A research group led by senior researcher Jianwei Li at the University of Turku in Finland has investigated a new type of material known as supramolecular plastics, which would replace existing polymeric plastics with an eco-friendly substance that would promote sustainable growth.
The mechanical properties of the supramolecular plastic developed by the researchers were equivalent to those of ordinary polymers. Still, the novel plastic decomposes considerably more efficiently and is easier to reuse.
After a century of growth, plastic has become one of the essential modern materials, having been interwoven into many aspects of human life. On the other hand, traditional polymer plastics break down and regenerate poorly in nature, becoming one of the most severe risks to human survival. This is due to the inherent strong force of covalent bonds, which connect monomers to form polymers.
To remedy the issue, scientists have proposed connecting polymers with weak non-covalent bonds.

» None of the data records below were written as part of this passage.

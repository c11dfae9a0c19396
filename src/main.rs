use std::path::PathBuf;
use std::time::Duration;

use anyhow::{bail, Context, Result};
use clap::Parser;
use exam_grader::utils::logging;
use exam_grader::{Config, ExamImage, GradingApp, Submission, TaskStatus};
use tracing::info;

/// 多模型试卷批改
#[derive(Debug, Parser)]
#[command(name = "exam_grader", version, about)]
struct Args {
    /// 试卷图片，多页时按顺序上下拼接
    #[arg(required_unless_present = "list_providers")]
    images: Vec<PathBuf>,

    /// 标准答案文件（txt / md / docx）
    #[arg(long)]
    answer: Option<PathBuf>,

    /// 题目数量（指定后跳过结构分析）
    #[arg(long)]
    count: Option<usize>,

    /// 每题默认满分
    #[arg(long)]
    max_score: Option<f64>,

    /// 使用的模型 id，可重复；不指定时使用全部可用模型
    #[arg(long = "provider")]
    providers: Vec<String>,

    /// 列出模型及其可用性后退出
    #[arg(long)]
    list_providers: bool,

    /// 显示详细日志
    #[arg(short, long)]
    verbose: bool,
}

#[tokio::main]
async fn main() -> Result<()> {
    dotenvy::dotenv().ok();
    let args = Args::parse();

    // 加载配置
    let config = Config::load()?;
    logging::init(args.verbose || config.verbose_logging);

    let app = GradingApp::initialize(config).await?;

    if args.list_providers {
        for info in app.list_available_providers() {
            match info.reason_if_unavailable {
                Some(reason) => println!("❌ {:<14} {} ({})", info.id, info.display_name, reason),
                None => println!("✅ {:<14} {}", info.id, info.display_name),
            }
        }
        return Ok(());
    }

    let image = ExamImage::open_pages(&args.images)
        .await
        .context("试卷图片无法读取")?;
    info!("🖼️ 已加载试卷 {} ({}x{})", image.name(), image.width(), image.height());

    let task_id = app
        .submit(Submission {
            image,
            question_count: args.count,
            default_max_score: args.max_score,
            provider_ids: args.providers,
            answer_key_path: args.answer,
        })
        .await;

    let task = app
        .wait_for(&task_id, Duration::from_millis(500))
        .await
        .context("任务状态丢失")?;

    if task.status == TaskStatus::Error {
        bail!("{}", task.error.unwrap_or(task.message));
    }

    let report_path = task.report_path.context("任务未返回报告路径")?;
    print_summary(&report_path)?;
    println!("\n💾 报告: {}", report_path);
    Ok(())
}

/// 按题输出得分
fn print_summary(report_path: &str) -> Result<()> {
    let content = std::fs::read_to_string(report_path)
        .with_context(|| format!("读取报告失败: {}", report_path))?;
    let report: serde_json::Value = serde_json::from_str(&content)?;

    println!("\n{}", "=".repeat(60));
    if let Some(details) = report["details"].as_object() {
        for (id, detail) in details {
            println!(
                "题目 {:<12} {:>5}/{:<5} {}",
                id, detail["final_score"], detail["max_score"], detail["comment"].as_str().unwrap_or("")
            );
        }
    }
    println!("{}", "=".repeat(60));
    println!(
        "总分: {}/{}  正确: {}/{}  得分率: {:.1}%",
        report["total_score"],
        report["max_total_score"],
        report["correct_count"],
        report["total_count"],
        report["accuracy"].as_f64().unwrap_or(0.0) * 100.0
    );
    Ok(())
}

Unfortunately, the weaker contact is usually insufficient to hold molecules together in macroscopic materials, preventing non-covalent materials from being used in practical applications.
The Jianwei Li research team discovered a physical theory known as liquid-liquid phase separation (LLPS) to have the potential to sequester and concentrate solutes, strengthening molecule-to-molecule bonds and promoting the synthesis of macroscopic materials. Moreover, the material’s mechanical characteristics matched those of common polymers.
Moreover, the material also could instantly reconnect and self-heal after being torn into pieces. Additionally, the component transformed into an adhesive when contained with saturated water volumes.
Lastly, the material was highly recyclable and biodegradable due to the dynamic and reversible nature of the non-covalent interactions.
“Comparable with conventional plastics, our new supramolecular plastics are smarter as they not only retain the strong mechanical property but also reserve dynamic and reversible properties that made the material self-healable and reusable,” explains Postdoctoral Researcher Dr. Jingjing Yu.
“One of the small molecules that produced the supramolecular plastic was previously screened out from a complex chemical system. It formed smart hydrogel materials with magnesium metal cations. This time, we are very excited to teach this old molecule new tricks with LLPS,” says the Principal Investigator of the laboratory, Dr. Jianwei Li.
“Emerging evidence has shown that LLPS could be a significant process during the formation of cell compartments. Now, we advanced this bio- and physical-inspired phenomenon to tackle the grand challenge for our environment. I believe that more interesting materials will be explored with the LLPS process soon,” Li says.
The study was published in Angewandte Chemie.